Der australische Klimaminister Chris Bowen erklärte, er habe den Industrieverschmutzern, darunter BHP, klar signalisiert, dass sie ihre lokalen Emissionen reduzieren mussten. Diese Forderung entstand im Kontext von Dokumenten, die enthüllten, dass der weltweit größte Bergbaukonzern bei den Klimaschutzmaßnahmen zurückgetreten war. Die Enthüllungen zeigten, dass BHP Projekte zur globalen Emissionsreduktion gestrichen hatte, weitreichende Erneuerbare-Energien-Projekte in der Pilbara verzögert und Optionen zur Elektrifizierung seiner Diesel-Lkw- und Zugflotten in die nächsten zwei Jahrzehnte verschoben hatte.
Diese Entwicklung stand im Widerspruch zu internen Memos aus dem Jahr 2023, welche eine dringende Dekarbonisierung unterstrichen und diese als Grundlage für die Lizenz zum Betrieb und Wachstum der Eisenhaltungssparte in Westaustralien betrachteten. Experten und Analysten sahen in der Verlangsamung der Dekarbonisierungsbemühungen von BHP das Versagen einer zentralen Klimapolitik und der Schutzmechanismen, die dem Bundesstaat den Großbergbauern wie BHP gewährte.
Bowen betonte, dass der Schutzmechanismus zwar gewisse Flexibilität bot, da die rund 200 großen Industrieverschmutzer unterschiedliche Herausforderungen und Möglichkeiten zur Emissionsreduktion sahen. Dennoch forderte er: „Ich möchte sehen, wie alle großen Emittenten ihre Emissionen lokal reduzieren. Das gilt für BHP und alle anderen.“
Im Gegensatz dazu äußerte die Ressortministerin Madeleine King keine Besorgnis über die Enthüllungen und erklärte, BHP habe „ihre Arbeit verrichtet“ und sei verpflichtet, ihre kommerziellen Entscheidungen zu treffen.
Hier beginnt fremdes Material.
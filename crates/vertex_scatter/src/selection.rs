//! Selection adapter: classifies the host's active selection into the object to instance and
//! the vertices to scatter onto.
//!
//! The first selected element is the source object and must be a transform. Everything after
//! it is expanded to mesh vertices and resolved to world-space [`TargetPoint`]s.
use std::collections::HashSet;

use tracing::debug;

use crate::error::{Error, Result};
use crate::scatter::placement::TargetPoint;
use crate::scene::{parse_vertex_component, ComponentMask, NodeId, SceneApi, SceneObjectRef};

/// A validated selection, ready to hand to [`crate::scatter::runner::scatter`].
#[derive(Debug, Clone, PartialEq)]
pub struct Selection {
    pub source: SceneObjectRef,
    pub targets: Vec<TargetPoint>,
}

impl Selection {
    /// Name of the mesh owning the first target vertex.
    pub fn base_name(&self) -> Option<&str> {
        self.targets.first().map(|t| component_owner(&t.vertex))
    }

    pub fn into_parts(self) -> (SceneObjectRef, Vec<TargetPoint>) {
        (self.source, self.targets)
    }
}

/// Node part of a component id: `"pPlane1.vtx[3]"` becomes `"pPlane1"`.
///
/// Ids without a component suffix are returned unchanged.
pub fn component_owner(id: &str) -> &str {
    parse_vertex_component(id)
        .map(|(owner, _)| owner)
        .or_else(|| id.split_once('.').map(|(owner, _)| owner))
        .unwrap_or(id)
}

/// Reads the source object and target vertices from the current selection.
///
/// Fails with [`Error::EmptySelection`] when nothing is selected or no vertices follow the
/// source, and with [`Error::InvalidSource`] when the first element is not a transform.
pub fn read_selection<S: SceneApi + ?Sized>(scene: &S) -> Result<Selection> {
    let selection = scene.query_selection();
    let (first, rest) = selection.split_first().ok_or(Error::EmptySelection)?;
    let source = validate_source(scene, first)?;

    let targets = resolve_targets(scene, rest)?;
    if targets.is_empty() {
        return Err(Error::EmptySelection);
    }
    debug!(
        "Selection: source '{}' with {} target vertices.",
        source,
        targets.len()
    );

    Ok(Selection { source, targets })
}

/// Reads only the source object: the first selected element, which must be a transform.
pub fn read_source<S: SceneApi + ?Sized>(scene: &S) -> Result<SceneObjectRef> {
    let selection = scene.query_selection();
    let first = selection.first().ok_or(Error::EmptySelection)?;
    validate_source(scene, first)
}

/// Reads every selected vertex, whatever else is selected alongside.
pub fn read_targets<S: SceneApi + ?Sized>(scene: &S) -> Result<Vec<TargetPoint>> {
    let selection = scene.query_selection();
    let targets = resolve_targets(scene, &selection)?;
    if targets.is_empty() {
        return Err(Error::EmptySelection);
    }
    Ok(targets)
}

fn validate_source<S: SceneApi + ?Sized>(scene: &S, id: &str) -> Result<SceneObjectRef> {
    if scene.is_transform(id) {
        Ok(SceneObjectRef::new(id))
    } else {
        Err(Error::InvalidSource {
            node: id.to_owned(),
        })
    }
}

/// Expands `ids` to vertices and resolves each one once, in first-seen order.
fn resolve_targets<S: SceneApi + ?Sized>(scene: &S, ids: &[NodeId]) -> Result<Vec<TargetPoint>> {
    let mut seen = HashSet::new();
    scene
        .expand_to_vertices(ids, ComponentMask::MeshVertex)
        .into_iter()
        .filter(|vertex| seen.insert(vertex.clone()))
        .map(|vertex| {
            let position = scene.world_position(&vertex)?;
            Ok(TargetPoint::from_host(vertex, position))
        })
        .collect()
}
Die unabhängige Abgeordnete Kate Chaney kritisierte jedoch die mangelnde Durchsetzung des Schutzmechanismus und forderte eine Verschärfung der Regeln, um Unternehmen stärker zu motivieren, Emissionen lokal zu senken, anstatt unbegrenzte CO2-Zertifikate zu bezahlen.
Chaney forderte zudem eine Reform des Diesel-Steuerkredit-Schemas, der einigen Industrien eine vollständige Erstattung der Steuer gewährte. Sie argumentierte, dass diese Erstattung für die „größten und profitabelsten Unternehmen wie BHP“ begrenzt werden müsse, während sie für Landwirte und kleine Unternehmen bestehen bliebe. Sie stellte fest, dass die aktuelle Regelung den Anreiz zum Verbrennen von Diesel über die Anreize zur Umstellung auf erneuerbare Energien und Elektrofahrzeuge übertraf.
BHP selbst berichtete, dass es signifikante Fortschritte bei der Emissionsreduktion erzielte und die Emissionen um 36 Prozent gegenüber dem Niveau von 2020 senkte. Das Unternehmen legte eine mittelfristige Zielsetzung von 30 Prozent bis 2030 und ein Ziel der Netto-Null-Emissionen bis 2050 fest. BHP begründete seine verlangsamte Entwicklung auf dem Mangel an verfügbaren batterieelektrischen Lastwagen. Der Wettbewerber Fortescue hingegen erklärte, die Technologie sei bereit und es habe Hunderte von batterieelektrischen Lastwagen bestellt. Fortescue erwartete, bis 2027 ohne fossile Brennstoffe betrieben werden zu können, obwohl das Unternehmen kürzlich einen Emissionsanstieg verzeichnete.